Dataset items =>
------------------------------------------------

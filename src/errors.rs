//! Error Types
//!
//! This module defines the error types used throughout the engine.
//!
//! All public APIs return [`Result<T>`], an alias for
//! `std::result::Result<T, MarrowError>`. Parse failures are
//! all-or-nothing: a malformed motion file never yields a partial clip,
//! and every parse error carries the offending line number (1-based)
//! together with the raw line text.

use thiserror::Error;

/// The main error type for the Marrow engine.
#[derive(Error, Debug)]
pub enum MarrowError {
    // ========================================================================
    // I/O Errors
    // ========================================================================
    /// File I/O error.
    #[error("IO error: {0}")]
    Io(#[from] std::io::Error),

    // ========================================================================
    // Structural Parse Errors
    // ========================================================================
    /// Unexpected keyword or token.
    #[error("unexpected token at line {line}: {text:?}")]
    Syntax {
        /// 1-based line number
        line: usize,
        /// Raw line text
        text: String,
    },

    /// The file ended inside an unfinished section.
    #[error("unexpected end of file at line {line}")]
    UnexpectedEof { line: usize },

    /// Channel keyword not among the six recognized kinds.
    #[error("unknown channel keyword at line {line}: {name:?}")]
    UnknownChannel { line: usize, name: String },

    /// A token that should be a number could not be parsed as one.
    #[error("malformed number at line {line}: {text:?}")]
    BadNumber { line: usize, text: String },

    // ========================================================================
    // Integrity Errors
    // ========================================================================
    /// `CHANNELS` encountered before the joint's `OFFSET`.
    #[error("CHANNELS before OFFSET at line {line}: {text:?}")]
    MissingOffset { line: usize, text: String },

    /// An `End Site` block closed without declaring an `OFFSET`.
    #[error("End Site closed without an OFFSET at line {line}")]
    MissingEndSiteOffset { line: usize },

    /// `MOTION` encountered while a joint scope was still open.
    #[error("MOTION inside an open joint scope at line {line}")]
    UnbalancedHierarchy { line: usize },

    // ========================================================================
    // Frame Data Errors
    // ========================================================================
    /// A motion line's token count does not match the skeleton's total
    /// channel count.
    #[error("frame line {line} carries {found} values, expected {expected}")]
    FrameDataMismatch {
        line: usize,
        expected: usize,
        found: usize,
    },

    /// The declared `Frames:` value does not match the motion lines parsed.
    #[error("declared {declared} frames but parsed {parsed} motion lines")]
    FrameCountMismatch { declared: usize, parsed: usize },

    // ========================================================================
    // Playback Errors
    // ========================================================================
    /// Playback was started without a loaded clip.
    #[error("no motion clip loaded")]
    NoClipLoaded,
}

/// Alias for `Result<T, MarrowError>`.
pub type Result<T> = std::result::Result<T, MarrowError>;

------------------------------------------------

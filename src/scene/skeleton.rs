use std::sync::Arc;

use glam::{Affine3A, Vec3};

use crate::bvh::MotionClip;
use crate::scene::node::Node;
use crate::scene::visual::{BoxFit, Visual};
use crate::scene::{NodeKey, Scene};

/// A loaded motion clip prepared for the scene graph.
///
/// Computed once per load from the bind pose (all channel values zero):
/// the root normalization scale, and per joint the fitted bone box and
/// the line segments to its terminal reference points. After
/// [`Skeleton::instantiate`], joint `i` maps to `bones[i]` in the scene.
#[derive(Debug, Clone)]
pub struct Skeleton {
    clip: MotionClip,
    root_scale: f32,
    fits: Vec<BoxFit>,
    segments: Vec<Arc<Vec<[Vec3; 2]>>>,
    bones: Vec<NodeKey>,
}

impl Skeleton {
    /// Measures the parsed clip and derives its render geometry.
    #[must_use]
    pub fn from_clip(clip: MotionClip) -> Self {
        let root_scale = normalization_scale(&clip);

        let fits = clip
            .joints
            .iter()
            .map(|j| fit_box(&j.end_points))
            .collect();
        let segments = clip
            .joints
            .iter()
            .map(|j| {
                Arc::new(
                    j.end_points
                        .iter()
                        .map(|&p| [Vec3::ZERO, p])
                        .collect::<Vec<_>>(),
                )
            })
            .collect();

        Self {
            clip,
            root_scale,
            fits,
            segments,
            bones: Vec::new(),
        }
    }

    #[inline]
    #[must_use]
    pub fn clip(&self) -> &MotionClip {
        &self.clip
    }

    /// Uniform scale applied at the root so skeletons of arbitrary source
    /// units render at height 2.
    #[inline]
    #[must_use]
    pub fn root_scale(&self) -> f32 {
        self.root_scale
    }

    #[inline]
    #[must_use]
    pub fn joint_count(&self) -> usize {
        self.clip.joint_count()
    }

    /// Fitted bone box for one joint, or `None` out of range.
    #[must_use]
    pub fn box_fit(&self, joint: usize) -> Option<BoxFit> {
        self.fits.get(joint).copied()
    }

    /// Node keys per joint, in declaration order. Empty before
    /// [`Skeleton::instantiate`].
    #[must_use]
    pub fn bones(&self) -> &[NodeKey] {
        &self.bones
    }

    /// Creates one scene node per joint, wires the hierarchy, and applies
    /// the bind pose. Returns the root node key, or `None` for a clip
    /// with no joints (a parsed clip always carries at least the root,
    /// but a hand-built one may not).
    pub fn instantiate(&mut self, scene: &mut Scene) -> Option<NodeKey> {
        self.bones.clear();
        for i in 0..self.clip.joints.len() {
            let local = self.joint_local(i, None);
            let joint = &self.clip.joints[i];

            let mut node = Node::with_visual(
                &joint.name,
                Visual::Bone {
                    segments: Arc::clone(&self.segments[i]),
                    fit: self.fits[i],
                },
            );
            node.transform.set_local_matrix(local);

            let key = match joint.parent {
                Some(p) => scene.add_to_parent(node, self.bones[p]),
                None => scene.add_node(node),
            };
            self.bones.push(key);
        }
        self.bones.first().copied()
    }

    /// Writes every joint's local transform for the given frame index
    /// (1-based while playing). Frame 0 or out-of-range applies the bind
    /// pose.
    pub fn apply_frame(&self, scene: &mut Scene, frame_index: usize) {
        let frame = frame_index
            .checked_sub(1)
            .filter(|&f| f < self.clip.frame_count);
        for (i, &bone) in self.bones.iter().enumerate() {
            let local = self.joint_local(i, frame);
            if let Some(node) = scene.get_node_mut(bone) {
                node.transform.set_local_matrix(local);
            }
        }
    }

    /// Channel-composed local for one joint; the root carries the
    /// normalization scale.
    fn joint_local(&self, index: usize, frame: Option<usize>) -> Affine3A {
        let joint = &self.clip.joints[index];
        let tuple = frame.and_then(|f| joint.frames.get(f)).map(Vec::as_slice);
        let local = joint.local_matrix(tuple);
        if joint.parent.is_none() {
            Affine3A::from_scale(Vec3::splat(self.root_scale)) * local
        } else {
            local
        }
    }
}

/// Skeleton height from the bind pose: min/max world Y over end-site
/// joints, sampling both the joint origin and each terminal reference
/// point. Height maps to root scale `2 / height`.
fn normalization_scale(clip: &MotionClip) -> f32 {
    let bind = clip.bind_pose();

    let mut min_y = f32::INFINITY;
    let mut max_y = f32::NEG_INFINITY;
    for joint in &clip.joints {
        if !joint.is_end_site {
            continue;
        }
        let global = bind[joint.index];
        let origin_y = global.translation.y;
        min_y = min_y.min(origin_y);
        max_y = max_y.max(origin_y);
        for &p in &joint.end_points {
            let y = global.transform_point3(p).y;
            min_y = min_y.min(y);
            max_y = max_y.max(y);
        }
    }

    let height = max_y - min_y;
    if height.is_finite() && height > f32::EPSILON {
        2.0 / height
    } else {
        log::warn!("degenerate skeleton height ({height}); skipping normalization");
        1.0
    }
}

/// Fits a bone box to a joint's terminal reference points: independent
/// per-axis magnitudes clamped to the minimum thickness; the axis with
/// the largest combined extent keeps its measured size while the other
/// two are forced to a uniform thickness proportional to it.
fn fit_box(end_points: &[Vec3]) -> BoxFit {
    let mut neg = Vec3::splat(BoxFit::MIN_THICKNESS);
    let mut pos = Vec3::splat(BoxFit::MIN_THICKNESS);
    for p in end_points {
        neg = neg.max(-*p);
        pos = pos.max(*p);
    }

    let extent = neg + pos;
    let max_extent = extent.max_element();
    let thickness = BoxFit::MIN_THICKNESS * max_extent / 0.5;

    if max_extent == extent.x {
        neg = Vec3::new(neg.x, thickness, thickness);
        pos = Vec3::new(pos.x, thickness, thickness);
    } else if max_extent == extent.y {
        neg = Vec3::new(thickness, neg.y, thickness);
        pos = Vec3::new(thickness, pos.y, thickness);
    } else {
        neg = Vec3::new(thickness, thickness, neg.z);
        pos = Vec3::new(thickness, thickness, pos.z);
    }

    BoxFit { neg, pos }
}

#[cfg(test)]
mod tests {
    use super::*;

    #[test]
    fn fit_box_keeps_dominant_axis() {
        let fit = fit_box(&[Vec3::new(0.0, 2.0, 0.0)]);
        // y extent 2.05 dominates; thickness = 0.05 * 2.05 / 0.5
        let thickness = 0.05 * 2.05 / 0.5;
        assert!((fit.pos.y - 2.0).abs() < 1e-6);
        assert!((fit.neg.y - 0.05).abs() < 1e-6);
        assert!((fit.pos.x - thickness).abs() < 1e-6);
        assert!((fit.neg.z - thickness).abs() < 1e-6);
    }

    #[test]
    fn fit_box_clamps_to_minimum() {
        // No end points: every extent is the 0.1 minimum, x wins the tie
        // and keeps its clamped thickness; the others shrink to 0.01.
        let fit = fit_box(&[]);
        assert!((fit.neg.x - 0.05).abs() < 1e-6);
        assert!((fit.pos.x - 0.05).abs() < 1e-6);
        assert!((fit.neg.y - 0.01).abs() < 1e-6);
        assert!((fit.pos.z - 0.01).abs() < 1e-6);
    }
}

------------------------------------------------

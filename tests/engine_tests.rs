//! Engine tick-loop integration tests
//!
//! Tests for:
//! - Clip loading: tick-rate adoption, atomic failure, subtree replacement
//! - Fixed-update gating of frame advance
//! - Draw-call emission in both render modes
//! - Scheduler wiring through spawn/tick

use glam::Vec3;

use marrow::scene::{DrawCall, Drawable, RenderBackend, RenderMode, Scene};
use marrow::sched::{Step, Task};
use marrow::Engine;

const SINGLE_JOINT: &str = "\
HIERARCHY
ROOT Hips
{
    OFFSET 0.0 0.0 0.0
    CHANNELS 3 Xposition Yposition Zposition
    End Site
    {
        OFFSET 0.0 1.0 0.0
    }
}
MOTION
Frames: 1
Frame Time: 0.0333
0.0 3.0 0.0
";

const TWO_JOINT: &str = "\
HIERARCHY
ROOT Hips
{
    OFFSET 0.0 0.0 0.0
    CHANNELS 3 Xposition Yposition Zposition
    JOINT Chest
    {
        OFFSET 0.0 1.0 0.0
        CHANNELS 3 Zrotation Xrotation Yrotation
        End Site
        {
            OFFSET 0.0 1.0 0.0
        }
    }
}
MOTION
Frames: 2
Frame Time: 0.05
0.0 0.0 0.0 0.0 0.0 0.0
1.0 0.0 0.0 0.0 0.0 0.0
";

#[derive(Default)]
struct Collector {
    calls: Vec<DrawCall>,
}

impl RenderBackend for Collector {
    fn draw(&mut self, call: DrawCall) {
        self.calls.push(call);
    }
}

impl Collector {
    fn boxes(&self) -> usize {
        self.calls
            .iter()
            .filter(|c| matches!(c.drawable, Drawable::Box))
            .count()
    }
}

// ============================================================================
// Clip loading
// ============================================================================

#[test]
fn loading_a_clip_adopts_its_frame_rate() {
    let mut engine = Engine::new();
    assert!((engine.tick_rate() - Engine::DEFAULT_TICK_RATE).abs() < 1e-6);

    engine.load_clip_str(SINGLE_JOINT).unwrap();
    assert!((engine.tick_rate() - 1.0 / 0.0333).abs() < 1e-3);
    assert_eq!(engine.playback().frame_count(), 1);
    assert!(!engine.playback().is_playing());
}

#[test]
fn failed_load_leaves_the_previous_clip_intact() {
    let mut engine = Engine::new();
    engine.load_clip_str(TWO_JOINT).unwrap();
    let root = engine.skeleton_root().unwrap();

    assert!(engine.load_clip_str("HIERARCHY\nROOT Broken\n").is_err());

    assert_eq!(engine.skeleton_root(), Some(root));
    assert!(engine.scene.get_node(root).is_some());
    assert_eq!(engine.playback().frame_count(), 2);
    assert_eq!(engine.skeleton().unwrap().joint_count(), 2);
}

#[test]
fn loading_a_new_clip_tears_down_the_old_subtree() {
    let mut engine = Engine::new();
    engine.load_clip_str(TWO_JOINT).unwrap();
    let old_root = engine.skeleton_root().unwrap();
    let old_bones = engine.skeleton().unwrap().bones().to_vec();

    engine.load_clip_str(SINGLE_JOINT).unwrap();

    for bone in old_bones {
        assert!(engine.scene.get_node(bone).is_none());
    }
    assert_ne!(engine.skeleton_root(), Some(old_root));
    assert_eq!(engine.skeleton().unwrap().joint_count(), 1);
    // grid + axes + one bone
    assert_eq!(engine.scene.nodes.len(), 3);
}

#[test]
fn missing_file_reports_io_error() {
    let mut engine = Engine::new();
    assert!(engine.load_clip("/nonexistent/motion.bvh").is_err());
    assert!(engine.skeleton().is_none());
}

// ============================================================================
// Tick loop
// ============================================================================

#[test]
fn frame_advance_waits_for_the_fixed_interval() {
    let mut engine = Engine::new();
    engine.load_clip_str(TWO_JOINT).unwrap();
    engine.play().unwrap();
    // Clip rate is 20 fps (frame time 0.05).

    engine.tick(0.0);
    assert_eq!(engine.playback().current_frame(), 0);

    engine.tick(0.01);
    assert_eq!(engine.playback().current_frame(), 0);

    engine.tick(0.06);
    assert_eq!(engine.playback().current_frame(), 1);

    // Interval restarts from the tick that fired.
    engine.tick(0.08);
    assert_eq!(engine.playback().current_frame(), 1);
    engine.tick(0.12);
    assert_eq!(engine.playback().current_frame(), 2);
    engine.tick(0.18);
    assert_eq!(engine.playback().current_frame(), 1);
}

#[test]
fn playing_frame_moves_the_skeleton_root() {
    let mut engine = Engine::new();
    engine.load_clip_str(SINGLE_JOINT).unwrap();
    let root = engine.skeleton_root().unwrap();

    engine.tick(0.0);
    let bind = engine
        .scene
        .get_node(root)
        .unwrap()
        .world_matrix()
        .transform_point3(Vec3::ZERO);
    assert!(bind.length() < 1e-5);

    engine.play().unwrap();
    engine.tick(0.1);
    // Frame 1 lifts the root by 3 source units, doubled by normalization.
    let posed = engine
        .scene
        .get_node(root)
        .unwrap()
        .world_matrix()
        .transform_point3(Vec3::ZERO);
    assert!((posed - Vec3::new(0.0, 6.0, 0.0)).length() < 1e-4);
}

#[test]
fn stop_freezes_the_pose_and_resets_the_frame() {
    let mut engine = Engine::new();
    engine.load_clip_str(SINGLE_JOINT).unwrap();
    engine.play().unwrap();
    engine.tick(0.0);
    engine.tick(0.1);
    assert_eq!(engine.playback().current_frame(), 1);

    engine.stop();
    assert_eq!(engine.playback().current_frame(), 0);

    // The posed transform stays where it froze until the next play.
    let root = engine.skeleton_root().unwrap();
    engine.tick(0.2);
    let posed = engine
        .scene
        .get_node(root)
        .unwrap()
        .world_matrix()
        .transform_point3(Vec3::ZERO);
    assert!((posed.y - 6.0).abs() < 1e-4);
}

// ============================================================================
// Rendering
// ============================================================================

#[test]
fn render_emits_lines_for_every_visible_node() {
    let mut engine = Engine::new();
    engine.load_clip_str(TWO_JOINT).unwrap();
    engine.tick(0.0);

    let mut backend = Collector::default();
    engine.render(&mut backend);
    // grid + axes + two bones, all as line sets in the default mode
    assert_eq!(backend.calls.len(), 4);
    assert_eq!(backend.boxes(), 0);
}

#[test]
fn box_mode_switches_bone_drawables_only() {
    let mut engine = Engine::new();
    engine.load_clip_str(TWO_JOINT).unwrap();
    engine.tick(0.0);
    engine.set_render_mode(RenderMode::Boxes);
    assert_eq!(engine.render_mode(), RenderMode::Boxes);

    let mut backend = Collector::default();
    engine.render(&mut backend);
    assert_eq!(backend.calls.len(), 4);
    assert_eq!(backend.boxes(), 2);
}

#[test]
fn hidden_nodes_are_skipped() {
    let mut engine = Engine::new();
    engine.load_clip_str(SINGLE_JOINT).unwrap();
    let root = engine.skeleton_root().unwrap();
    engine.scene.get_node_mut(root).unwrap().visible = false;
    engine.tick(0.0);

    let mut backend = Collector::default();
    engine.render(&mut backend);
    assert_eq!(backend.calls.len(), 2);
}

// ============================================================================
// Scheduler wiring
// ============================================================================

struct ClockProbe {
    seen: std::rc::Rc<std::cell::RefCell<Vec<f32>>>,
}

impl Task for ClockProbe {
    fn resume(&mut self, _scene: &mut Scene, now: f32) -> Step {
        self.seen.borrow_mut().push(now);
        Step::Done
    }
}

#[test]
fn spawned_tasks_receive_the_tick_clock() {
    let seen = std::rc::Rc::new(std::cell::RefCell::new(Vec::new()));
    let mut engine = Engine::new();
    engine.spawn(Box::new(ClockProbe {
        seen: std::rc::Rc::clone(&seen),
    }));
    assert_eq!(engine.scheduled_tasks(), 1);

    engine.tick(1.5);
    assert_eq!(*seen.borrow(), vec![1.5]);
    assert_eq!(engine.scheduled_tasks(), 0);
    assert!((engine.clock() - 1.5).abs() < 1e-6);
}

------------------------------------------------

EXERCISE OBJECTIVE => When you reach the line containing "filename src/errors.rs" in the data above, start copying exactly, and stop after the line containing "#[derive(Error, Debug)]".

OUTPUT =>
filename src/errors.rs
//! Error Types
//!
//! This module defines the error types used throughout the engine.
//!
//! All public APIs return [`Result<T>`], an alias for
//! `std::result::Result<T, MarrowError>`. Parse failures are
//! all-or-nothing: a malformed motion file never yields a partial clip,
//! and every parse error carries the offending line number (1-based)
//! together with the raw line text.

use thiserror::Error;

/// The main error type for the Marrow engine.
#[derive(Error, Debug)]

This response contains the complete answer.